Energy harvested directly from sunlight offers a desirable approach toward fulfilling the global need for clean energy. In photosynthesis, the energy of photons is used to drive the reduction of carbon dioxide to a variety of higher energy products. This reaction is biologically important because it allows for storing of the solar energy in the form of chemical energy, which can be released later in the process of respiration. Collecting and storing solar energy in chemical bonds, as nature accomplishes through photosynthesis, is a highly appealing strategy to solving the energy challenge. The two reactions considered most often in the context of artificial photosynthesis are the reduction of carbon dioxide and water. Carbon dioxide has received attention as an abundant, economical, and renewable C1 feedstock. The catalytic conversion of carbon dioxide to liquid fuels would positively impact the global CO2 balance.

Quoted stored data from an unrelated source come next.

use std::collections::HashMap;

use serde::{Deserialize, Serialize};
use serde_json::{Map, Value};

use crate::error::{ModelError, Result};

/// A modulation target is opaque to the core — clients may attach any
/// free-form modulation description (LFO, envelope, sequencer lane, ...).
/// The core never interprets the shape, only threads it through.
pub type Modulation = Value;

#[derive(Debug, Clone, PartialEq, Serialize, Deserialize, Default)]
pub struct AudioTrackMeta {
    pub track_id: String,
    #[serde(default)]
    pub mute: bool,
    #[serde(default)]
    pub solo: bool,
}

#[derive(Debug, Clone, PartialEq, Serialize, Deserialize)]
pub struct Send {
    pub mixer_line_id: String,
    #[serde(default = "unity_gain")]
    pub gain: f64,
    #[serde(default = "half")]
    pub pan: f64,
}

fn unity_gain() -> f64 {
    1.0
}

fn half() -> f64 {
    0.5
}

#[derive(Debug, Clone, PartialEq, Serialize, Deserialize)]
pub struct AudioTrackParams {
    pub s: String,
    #[serde(default)]
    pub n: u32,
    #[serde(default = "unity_gain")]
    pub gain: f64,
    #[serde(default = "half")]
    pub pan: f64,
    #[serde(default = "unity_gain")]
    pub speed: f64,
    #[serde(default)]
    pub begin: f64,
    #[serde(default = "one")]
    pub end: f64,
    #[serde(default, skip_serializing_if = "Option::is_none")]
    pub cut: Option<i32>,
    #[serde(default, skip_serializing_if = "Option::is_none")]
    pub legato: Option<bool>,
    #[serde(flatten, default)]
    pub extra_params: Map<String, Value>,
}

fn one() -> f64 {
    1.0
}

impl AudioTrackParams {
    pub fn validate(&self) -> Result<()> {
        for (field, value) in [("pan", self.pan), ("begin", self.begin), ("end", self.end)] {
            if !(0.0..=1.0).contains(&value) {
                return Err(ModelError::OutOfRange {
                    field: format!("params.{field}"),
                    detail: format!("must be within 0.0..=1.0, got {value}"),
                });
            }
        }
        if self.begin > self.end {
            return Err(ModelError::OutOfRange {
                field: "params.begin".into(),
                detail: format!("begin ({}) must be <= end ({})", self.begin, self.end),
            });
        }
        Ok(())
    }
}

/// Effects bundles are never interpreted by the core — only routed opaquely
/// to extensions / the audio engine.
#[derive(Debug, Clone, PartialEq, Serialize, Deserialize, Default)]
pub struct FxBundle(#[serde(default)] pub Map<String, Value>);

#[derive(Debug, Clone, PartialEq, Serialize, Deserialize)]
pub struct AudioTrack {
    pub meta: AudioTrackMeta,
    pub params: AudioTrackParams,
    #[serde(default)]
    pub sends: Vec<Send>,
    #[serde(default)]
    pub modulations: HashMap<String, Modulation>,
    #[serde(default)]
    pub fx: FxBundle,
    #[serde(default)]
    pub track_fx: FxBundle,
}

impl AudioTrack {
    pub fn validate(&self) -> Result<()> {
        self.params.validate()?;
        for send in &self.sends {
            if send.mixer_line_id.is_empty() {
                return Err(ModelError::OutOfRange {
                    field: "send.mixer_line_id".into(),
                    detail: "must not be empty".into(),
                });
            }
        }
        Ok(())
    }
}

#[derive(Debug, Clone, PartialEq, Serialize, Deserialize)]
pub struct MidiTrack {
    pub track_id: String,
    #[serde(default)]
    pub channel: u8,
    #[serde(default = "default_velocity")]
    pub velocity: u8,
    #[serde(default)]
    pub transpose: i8,
    #[serde(default)]
    pub mute: bool,
    #[serde(default)]
    pub solo: bool,
    #[serde(default)]
    pub cc_modulations: HashMap<u8, Modulation>,
    #[serde(default)]
    pub expression_modulations: HashMap<String, Modulation>,
}

fn default_velocity() -> u8 {
    100
}

impl MidiTrack {
    pub fn validate(&self) -> Result<()> {
        if self.channel > 15 {
            return Err(ModelError::OutOfRange {
                field: "tracks_midi.channel".into(),
                detail: format!("must be within 0..=15, got {}", self.channel),
            });
        }
        if self.velocity > 127 {
            return Err(ModelError::OutOfRange {
                field: "tracks_midi.velocity".into(),
                detail: format!("must be within 0..=127, got {}", self.velocity),
            });
        }
        Ok(())
    }
}
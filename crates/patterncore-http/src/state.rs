use std::sync::Arc;
use std::time::Instant;

use patterncore_engine::LoopEngine;
use patterncore_router::{MidiSender, Router};
use patterncore_sse::SseBroker;
use patterncore_store::{ClientStore, MessageStore};

/// Everything a handler needs, cloned cheaply (every field is an `Arc` or
/// `Copy`) into each request's extractor.
#[derive(Clone)]
pub struct AppState {
    pub engine: Arc<LoopEngine>,
    pub store: Arc<MessageStore>,
    pub clients: Arc<ClientStore>,
    pub router: Arc<Router>,
    pub midi: Arc<MidiSender>,
    pub broker: Arc<SseBroker>,
    pub started_at: Instant,
}

impl AppState {
    pub fn uptime_secs(&self) -> u64 {
        self.started_at.elapsed().as_secs()
    }
}
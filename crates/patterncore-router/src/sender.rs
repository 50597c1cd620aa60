use patterncore_model::ScheduledMessage;

/// A polymorphic capability that transmits a batch of messages to one
/// destination. OSC and MIDI are the two built-in variants; the trait
/// exists so the [`crate::router::Router`] never needs to know which.
pub trait Sender: Send + Sync {
    fn send_batch(&self, messages: &[ScheduledMessage]);
    fn close(&self);
    fn name(&self) -> &str;
}
use std::collections::HashMap;

use serde::{Deserialize, Serialize};

use crate::{
    environment::Environment, event::EventSequence, mixer::MixerLine, track::AudioTrack,
    track::MidiTrack,
};

/// A named snapshot of a subset of [`crate::session::Session`] fields, used
/// for atomic switching. Scenes never nest and never carry an `apply` of
/// their own.
#[derive(Debug, Clone, PartialEq, Serialize, Deserialize, Default)]
pub struct Scene {
    #[serde(default, skip_serializing_if = "Option::is_none")]
    pub environment: Option<Environment>,
    #[serde(default)]
    pub tracks: HashMap<String, AudioTrack>,
    #[serde(default)]
    pub tracks_midi: HashMap<String, MidiTrack>,
    #[serde(default)]
    pub sequences: HashMap<String, EventSequence>,
    #[serde(default)]
    pub mixer_lines: HashMap<String, MixerLine>,
}

impl Scene {
    pub fn rebuild_indices(&mut self) {
        for seq in self.sequences.values_mut() {
            seq.rebuild_index();
        }
    }
}
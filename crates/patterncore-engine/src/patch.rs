use patterncore_model::{Environment, ModelError, Result as ModelResult, Session};
use serde_json::Value;

/// RFC 7396 JSON Merge Patch: objects merge key-by-key recursively, a
/// `null` value deletes the key, anything else (scalar, array) replaces it
/// wholesale. Used for every partial update the apply boundary carries
/// (`environment`, track `params`) so patches compose the same way
/// regardless of which field they touch.
pub fn merge_patch(target: &mut Value, patch: Value) {
    match (target, patch) {
        (Value::Object(target_map), Value::Object(patch_map)) => {
            for (key, patch_value) in patch_map {
                if patch_value.is_null() {
                    target_map.remove(&key);
                } else {
                    merge_patch(
                        target_map.entry(key).or_insert(Value::Null),
                        patch_value,
                    );
                }
            }
        }
        (target, patch) => *target = patch,
    }
}

pub fn apply_environment_patch(session: &mut Session, patch: Value) -> ModelResult<()> {
    let mut value = serde_json::to_value(&session.environment)
        .map_err(|e| ModelError::Deserialize(e.to_string()))?;
    merge_patch(&mut value, patch);
    let environment: Environment =
        serde_json::from_value(value).map_err(|e| ModelError::Deserialize(e.to_string()))?;
    environment.validate()?;
    session.environment = environment;
    Ok(())
}

/// Merges `patch` into the named track's mutable fields (an `AudioTrack`'s
/// `params`, or a `MidiTrack` in full) and re-validates it in place.
pub fn apply_track_patch(session: &mut Session, track_id: &str, patch: Value) -> ModelResult<()> {
    if let Some(track) = session.tracks.get_mut(track_id) {
        let mut value = serde_json::to_value(&track.params)
            .map_err(|e| ModelError::Deserialize(e.to_string()))?;
        merge_patch(&mut value, patch);
        let params = serde_json::from_value(value)
            .map_err(|e| ModelError::Deserialize(e.to_string()))?;
        track.params = params;
        return track.validate();
    }
    if let Some(track) = session.tracks_midi.get_mut(track_id) {
        let mut value =
            serde_json::to_value(&*track).map_err(|e| ModelError::Deserialize(e.to_string()))?;
        merge_patch(&mut value, patch);
        let patched = serde_json::from_value(value)
            .map_err(|e| ModelError::Deserialize(e.to_string()))?;
        *track = patched;
        return track.validate();
    }
    Err(ModelError::DanglingReference {
        field: "track_id".into(),
        id: track_id.into(),
    })
}
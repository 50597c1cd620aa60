pub mod clients;
pub mod health;
pub mod midi;
pub mod playback;
pub mod scene;
pub mod stream;
pub mod tracks;
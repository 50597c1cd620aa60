use std::collections::HashMap;

use serde::{Deserialize, Serialize};

use crate::error::{ModelError, Result};

/// A single scheduled hit within an [`EventSequence`].
#[derive(Debug, Clone, PartialEq, Serialize, Deserialize)]
pub struct Event {
    pub step: u16,
    pub velocity: f64,
    #[serde(default, skip_serializing_if = "Option::is_none")]
    pub note: Option<u8>,
    pub gate: f64,
    #[serde(default)]
    pub offset_ms: f64,
}

impl Event {
    pub fn validate(&self) -> Result<()> {
        if self.step > 255 {
            return Err(ModelError::OutOfRange {
                field: "event.step".into(),
                detail: format!("must be within 0..=255, got {}", self.step),
            });
        }
        if !(0.0..=1.0).contains(&self.velocity) {
            return Err(ModelError::OutOfRange {
                field: "event.velocity".into(),
                detail: format!("must be within 0.0..=1.0, got {}", self.velocity),
            });
        }
        if let Some(note) = self.note {
            if note > 127 {
                return Err(ModelError::OutOfRange {
                    field: "event.note".into(),
                    detail: format!("must be within 0..=127, got {note}"),
                });
            }
        }
        if !(self.gate > 0.0) {
            return Err(ModelError::OutOfRange {
                field: "event.gate".into(),
                detail: format!("must be > 0, got {}", self.gate),
            });
        }
        Ok(())
    }
}

/// An immutable ordered tuple of [`Event`]s for one track, plus the step
/// index consulted on every tick.
///
/// The index is the truth: `events_at` never rescans `events`. It is built
/// once, at construction, and never mutated afterwards.
#[derive(Debug, Clone, PartialEq, Serialize, Deserialize)]
pub struct EventSequence {
    pub track_id: String,
    pub events: Vec<Event>,
    #[serde(skip)]
    step_index: HashMap<u16, Vec<usize>>,
}

impl EventSequence {
    pub fn new(track_id: impl Into<String>, events: Vec<Event>) -> Self {
        let step_index = build_step_index(&events);
        Self {
            track_id: track_id.into(),
            events,
            step_index,
        }
    }

    /// Rebuilds the step index. Called after deserialization, since `serde`
    /// never reconstructs the skipped `step_index` field on its own — the
    /// wire form never carries the index; it is rebuilt on load.
    pub fn rebuild_index(&mut self) {
        self.step_index = build_step_index(&self.events);
    }

    pub fn validate(&self) -> Result<()> {
        for event in &self.events {
            event.validate()?;
        }
        Ok(())
    }

    /// O(1) expected lookup; empty slice if no events reference this step.
    pub fn events_at(&self, step: u16) -> impl Iterator<Item = &Event> {
        self.step_index
            .get(&step)
            .into_iter()
            .flat_map(|positions| positions.iter().map(move |&i| &self.events[i]))
    }
}

fn build_step_index(events: &[Event]) -> HashMap<u16, Vec<usize>> {
    let mut index: HashMap<u16, Vec<usize>> = HashMap::new();
    for (i, event) in events.iter().enumerate() {
        index.entry(event.step).or_default().push(i);
    }
    index
}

Our research will focus on the design, synthesis, and study of inorganic materials for applications to solar energy conversion. Nature uses metalloproteins to perform difficult reactions, such as the reduction of carbon dioxide or water, near the thermodynamic potential and with high turnover frequencies. With inspiration from the biological systems, we will develop synthetic homogeneous catalysts that involve hydrogen bonding networks or hetero-bimetallic species capable of small molecule activation, and multiple proton and electron transfers. These synthetic systems will be employed for the reduction of carbon dioxide. Our program will also focus on the development of catalytic surfaces that will support homogeneous and heterogeneous catalysts for the activation of small molecules, such as water or carbon dioxide.
Researchers in the Marinescu group will become experts in the synthesis and characterization of organic and inorganic species. Glove-boxes and Schlenk-lines will be routinely utilized for the synthesis and handling of air- and moisture-sensitive compounds. The characterization tools for the prepared complexes include NMR, IR, EPR, and UV-VIS spectroscopy and X-ray crystallography. The redox properties and catalytic activity of these species will be investigated by electrochemistry. The new electrode materials generated will be characterized by a variety of surface characterization techniques including SEM, TEM, XPS, and AFM.
The novel metal complexes and materials synthesized in the Marinescu group are expected to provide solutions to challenges related to solar energy conversion.